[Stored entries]
Segment Open

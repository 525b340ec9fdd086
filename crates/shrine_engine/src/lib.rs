//! Scan & reconciliation engine.
//!
//! Reconciles a channel's entire message history against a sticker
//! eligibility rule and grants a role to each qualifying participant
//! exactly once, across repeated runs, partial failures, and remote
//! rate limits. The durable idempotency store lives in [`shrine_db`];
//! the remote service is reached only through the [`gateway`] traits.
//!
//! A run is strictly sequential: history pages are walked backward one
//! at a time, each message is classified and acted on to completion,
//! failed grants drain through a bounded retry queue after the walk,
//! and the finalized session is rendered into a report.

mod classify;
mod error;
pub mod gateway;
mod pager;
pub mod report;
mod retry;
mod scan;
mod session;
mod tuning;

pub use error::ScanError;
pub use gateway::{Author, ChannelGateway, GatewayError, Member, Message, NullProgress, ProgressSink};
pub use pager::HistoryPager;
pub use retry::{RetryItem, RetryQueue};
pub use scan::Scanner;
pub use session::{
    ErrorEntry, ErrorKind, MatchStatus, MatchingEntry, NonMatchingEntry, PlainMessageEntry,
    ScanSession, UserRef,
};
pub use tuning::ScanTuning;

#[cfg(test)]
pub(crate) mod testutil {
    //! Scripted gateway for unit tests.

    use crate::gateway::{Author, ChannelGateway, GatewayError, Member, Message};
    use async_trait::async_trait;
    use chrono::{Duration as ChronoDuration, TimeZone, Utc};
    use std::collections::{HashMap, HashSet, VecDeque};
    use std::sync::Mutex;

    #[derive(Default)]
    struct State {
        history: Vec<Message>,
        fetch_failures: VecDeque<GatewayError>,
        fetch_call_args: Vec<(Option<String>, usize)>,
        members: HashMap<String, Member>,
        member_fail_forever: HashSet<String>,
        grant_failures: HashMap<String, VecDeque<GatewayError>>,
        grant_fail_forever: HashSet<String>,
        grant_calls: HashMap<String, u64>,
    }

    /// In-memory gateway whose history, members, and failure modes are
    /// scripted by the test.
    pub(crate) struct ScriptedGateway {
        guild_id: String,
        channel_id: String,
        state: Mutex<State>,
    }

    impl ScriptedGateway {
        pub fn new(guild_id: &str, channel_id: &str) -> Self {
            Self {
                guild_id: guild_id.to_string(),
                channel_id: channel_id.to_string(),
                state: Mutex::new(State::default()),
            }
        }

        /// History of `n` plain human messages, newest first.
        pub fn with_plain_history(guild_id: &str, channel_id: &str, n: usize) -> Self {
            let gateway = Self::new(guild_id, channel_id);
            for i in 0..n {
                let msg = gateway.plain_message(&format!("m{i}"), &format!("u{i}"), "user");
                gateway.push_history(msg);
            }
            gateway
        }

        fn lock(&self) -> std::sync::MutexGuard<'_, State> {
            self.state.lock().unwrap_or_else(|e| e.into_inner())
        }

        /// Append to the history; earlier pushes are newer.
        pub fn push_history(&self, message: Message) {
            self.lock().history.push(message);
        }

        pub fn plain_message(&self, id: &str, user_id: &str, username: &str) -> Message {
            self.message(id, user_id, username, &[], false)
        }

        pub fn sticker_message(
            &self,
            id: &str,
            user_id: &str,
            username: &str,
            stickers: &[&str],
        ) -> Message {
            self.message(id, user_id, username, stickers, false)
        }

        pub fn message(
            &self,
            id: &str,
            user_id: &str,
            username: &str,
            stickers: &[&str],
            bot: bool,
        ) -> Message {
            // Later history positions are older messages.
            let age = self.lock().history.len() as i64;
            Message {
                id: id.to_string(),
                guild_id: self.guild_id.clone(),
                channel_id: self.channel_id.clone(),
                author: Author {
                    id: user_id.to_string(),
                    username: username.to_string(),
                    bot,
                },
                content: String::new(),
                sticker_ids: stickers.iter().map(|s| s.to_string()).collect(),
                created_at: Utc.with_ymd_and_hms(2024, 6, 1, 12, 0, 0).unwrap()
                    - ChronoDuration::minutes(age),
            }
        }

        pub fn add_member(&self, user_id: &str, username: &str, roles: &[&str]) {
            self.lock().members.insert(
                user_id.to_string(),
                Member {
                    user_id: user_id.to_string(),
                    username: username.to_string(),
                    role_ids: roles.iter().map(|r| r.to_string()).collect(),
                },
            );
        }

        pub fn script_fetch_failure(&self, err: GatewayError) {
            self.lock().fetch_failures.push_back(err);
        }

        pub fn script_grant_failure(&self, user_id: &str, err: GatewayError) {
            self.lock()
                .grant_failures
                .entry(user_id.to_string())
                .or_default()
                .push_back(err);
        }

        pub fn fail_grants_forever(&self, user_id: &str) {
            self.lock().grant_fail_forever.insert(user_id.to_string());
        }

        pub fn fail_member_resolution_forever(&self, user_id: &str) {
            self.lock().member_fail_forever.insert(user_id.to_string());
        }

        pub fn fetch_calls(&self) -> u64 {
            self.lock().fetch_call_args.len() as u64
        }

        pub fn fetch_call_args(&self) -> Vec<(Option<String>, usize)> {
            self.lock().fetch_call_args.clone()
        }

        pub fn grant_calls(&self, user_id: &str) -> u64 {
            self.lock().grant_calls.get(user_id).copied().unwrap_or(0)
        }
    }

    #[async_trait]
    impl ChannelGateway for ScriptedGateway {
        async fn fetch_page(
            &self,
            _channel_id: &str,
            before: Option<&str>,
            limit: usize,
        ) -> Result<Vec<Message>, GatewayError> {
            let mut state = self.lock();
            state
                .fetch_call_args
                .push((before.map(str::to_string), limit));

            if let Some(err) = state.fetch_failures.pop_front() {
                return Err(err);
            }

            let start = match before {
                Some(id) => match state.history.iter().position(|m| m.id == id) {
                    Some(pos) => pos + 1,
                    None => return Ok(Vec::new()),
                },
                None => 0,
            };
            Ok(state
                .history
                .iter()
                .skip(start)
                .take(limit)
                .cloned()
                .collect())
        }

        async fn fetch_member(
            &self,
            _guild_id: &str,
            user_id: &str,
        ) -> Result<Member, GatewayError> {
            let state = self.lock();
            if state.member_fail_forever.contains(user_id) {
                return Err(GatewayError::Transient("member service unavailable".into()));
            }
            state
                .members
                .get(user_id)
                .cloned()
                .ok_or(GatewayError::UnknownMember)
        }

        async fn grant_role(
            &self,
            _guild_id: &str,
            user_id: &str,
            role_id: &str,
        ) -> Result<(), GatewayError> {
            let mut state = self.lock();
            *state.grant_calls.entry(user_id.to_string()).or_insert(0) += 1;

            if state.grant_fail_forever.contains(user_id) {
                return Err(GatewayError::Transient("grant unavailable".into()));
            }
            if let Some(queue) = state.grant_failures.get_mut(user_id) {
                if let Some(err) = queue.pop_front() {
                    return Err(err);
                }
            }

            if let Some(member) = state.members.get_mut(user_id) {
                if !member.role_ids.iter().any(|r| r == role_id) {
                    member.role_ids.push(role_id.to_string());
                }
            }
            Ok(())
        }
    }
}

Segment Closed

Copy out all of the data exactly, leaving nothing out.

*OUTPUT FOR THIS TASK:*
repository 525b340ec9fdd086
filename crates/shrine_engine/src/lib.rs
//! Scan & reconciliation engine.
//!
//! Reconciles a channel's entire message history against a sticker
//! eligibility rule and grants a role to each qualifying participant
//! exactly once, across repeated runs, partial failures, and remote
//! rate limits. The durable idempotency store lives in [`shrine_db`];
//! the remote service is reached only through the [`gateway`] traits.
//!
//! A run is strictly sequential: history pages are walked backward one
//! at a time, each message is classified and acted on to completion,
//! failed grants drain through a bounded retry queue after the walk,
//! and the finalized session is rendered into a report.

mod classify;
mod error;
pub mod gateway;
mod pager;
pub mod report;
mod retry;
mod scan;
mod session;
mod tuning;

pub use error::ScanError;
pub use gateway::{Author, ChannelGateway, GatewayError, Member, Message, NullProgress, ProgressSink};
pub use pager::HistoryPager;
pub use retry::{RetryItem, RetryQueue};
pub use scan::Scanner;
pub use session::{
    ErrorEntry, ErrorKind, MatchStatus, MatchingEntry, NonMatchingEntry, PlainMessageEntry,
    ScanSession, UserRef,
};
pub use tuning::ScanTuning;

#[cfg(test)]
pub(crate) mod testutil {
    //! Scripted gateway for unit tests.

    use crate::gateway::{Author, ChannelGateway, GatewayError, Member, Message};
    use async_trait::async_trait;
    use chrono::{Duration as ChronoDuration, TimeZone, Utc};
    use std::collections::{HashMap, HashSet, VecDeque};
    use std::sync::Mutex;

    #[derive(Default)]
    struct State {
        history: Vec<Message>,
        fetch_failures: VecDeque<GatewayError>,
        fetch_call_args: Vec<(Option<String>, usize)>,
        members: HashMap<String, Member>,
        member_fail_forever: HashSet<String>,
        grant_failures: HashMap<String, VecDeque<GatewayError>>,
        grant_fail_forever: HashSet<String>,
        grant_calls: HashMap<String, u64>,
    }

    /// In-memory gateway whose history, members, and failure modes are
    /// scripted by the test.
    pub(crate) struct ScriptedGateway {
        guild_id: String,
        channel_id: String,
        state: Mutex<State>,
    }

    impl ScriptedGateway {
        pub fn new(guild_id: &str, channel_id: &str) -> Self {
            Self {
                guild_id: guild_id.to_string(),
                channel_id: channel_id.to_string(),
                state: Mutex::new(State::default()),
            }
        }

        /// History of `n` plain human messages, newest first.
        pub fn with_plain_history(guild_id: &str, channel_id: &str, n: usize) -> Self {
            let gateway = Self::new(guild_id, channel_id);
            for i in 0..n {
                let msg = gateway.plain_message(&format!("m{i}"), &format!("u{i}"), "user");
                gateway.push_history(msg);
            }
            gateway
        }

        fn lock(&self) -> std::sync::MutexGuard<'_, State> {
            self.state.lock().unwrap_or_else(|e| e.into_inner())
        }

        /// Append to the history; earlier pushes are newer.
        pub fn push_history(&self, message: Message) {
            self.lock().history.push(message);
        }

        pub fn plain_message(&self, id: &str, user_id: &str, username: &str) -> Message {
            self.message(id, user_id, username, &[], false)
        }

        pub fn sticker_message(
            &self,
            id: &str,
            user_id: &str,
            username: &str,
            stickers: &[&str],
        ) -> Message {
            self.message(id, user_id, username, stickers, false)
        }

        pub fn message(
            &self,
            id: &str,
            user_id: &str,
            username: &str,
            stickers: &[&str],
            bot: bool,
        ) -> Message {
            // Later history positions are older messages.
            let age = self.lock().history.len() as i64;
            Message {
                id: id.to_string(),
                guild_id: self.guild_id.clone(),
                channel_id: self.channel_id.clone(),
                author: Author {
                    id: user_id.to_string(),
                    username: username.to_string(),
                    bot,
                },
                content: String::new(),
                sticker_ids: stickers.iter().map(|s| s.to_string()).collect(),
                created_at: Utc.with_ymd_and_hms(2024, 6, 1, 12, 0, 0).unwrap()
                    - ChronoDuration::minutes(age),
            }
        }

        pub fn add_member(&self, user_id: &str, username: &str, roles: &[&str]) {
            self.lock().members.insert(
                user_id.to_string(),
                Member {
                    user_id: user_id.to_string(),
                    username: username.to_string(),
                    role_ids: roles.iter().map(|r| r.to_string()).collect(),
                },
            );
        }

        pub fn script_fetch_failure(&self, err: GatewayError) {
            self.lock().fetch_failures.push_back(err);
        }

        pub fn script_grant_failure(&self, user_id: &str, err: GatewayError) {
            self.lock()
                .grant_failures
                .entry(user_id.to_string())
                .or_default()
                .push_back(err);
        }

        pub fn fail_grants_forever(&self, user_id: &str) {
            self.lock().grant_fail_forever.insert(user_id.to_string());
        }

        pub fn fail_member_resolution_forever(&self, user_id: &str) {
            self.lock().member_fail_forever.insert(user_id.to_string());
        }

        pub fn fetch_calls(&self) -> u64 {
            self.lock().fetch_call_args.len() as u64
        }

        pub fn fetch_call_args(&self) -> Vec<(Option<String>, usize)> {
            self.lock().fetch_call_args.clone()
        }

        pub fn grant_calls(&self, user_id: &str) -> u64 {
            self.lock().grant_calls.get(user_id).copied().unwrap_or(0)
        }
    }

    #[async_trait]
    impl ChannelGateway for ScriptedGateway {
        async fn fetch_page(
            &self,
            _channel_id: &str,
            before: Option<&str>,
            limit: usize,
        ) -> Result<Vec<Message>, GatewayError> {
            let mut state = self.lock();
            state
                .fetch_call_args
                .push((before.map(str::to_string), limit));

            if let Some(err) = state.fetch_failures.pop_front() {
                return Err(err);
            }

            let start = match before {
                Some(id) => match state.history.iter().position(|m| m.id == id) {
                    Some(pos) => pos + 1,
                    None => return Ok(Vec::new()),
                },
                None => 0,
            };
            Ok(state
                .history
                .iter()
                .skip(start)
                .take(limit)
                .cloned()
                .collect())
        }

        async fn fetch_member(
            &self,
            _guild_id: &str,
            user_id: &str,
        ) -> Result<Member, GatewayError> {
            let state = self.lock();
            if state.member_fail_forever.contains(user_id) {
                return Err(GatewayError::Transient("member service unavailable".into()));
            }
            state
                .members
                .get(user_id)
                .cloned()
                .ok_or(GatewayError::UnknownMember)
        }

        async fn grant_role(
            &self,
            _guild_id: &str,
            user_id: &str,
            role_id: &str,
        ) -> Result<(), GatewayError> {
            let mut state = self.lock();
            *state.grant_calls.entry(user_id.to_string()).or_insert(0) += 1;

            if state.grant_fail_forever.contains(user_id) {
                return Err(GatewayError::Transient("grant unavailable".into()));
            }
            if let Some(queue) = state.grant_failures.get_mut(user_id) {
                if let Some(err) = queue.pop_front() {
                    return Err(err);
                }
            }

            if let Some(member) = state.members.get_mut(user_id) {
                if !member.role_ids.iter().any(|r| r == role_id) {
                    member.role_ids.push(role_id.to_string());
                }
            }
            Ok(())
        }
    }
}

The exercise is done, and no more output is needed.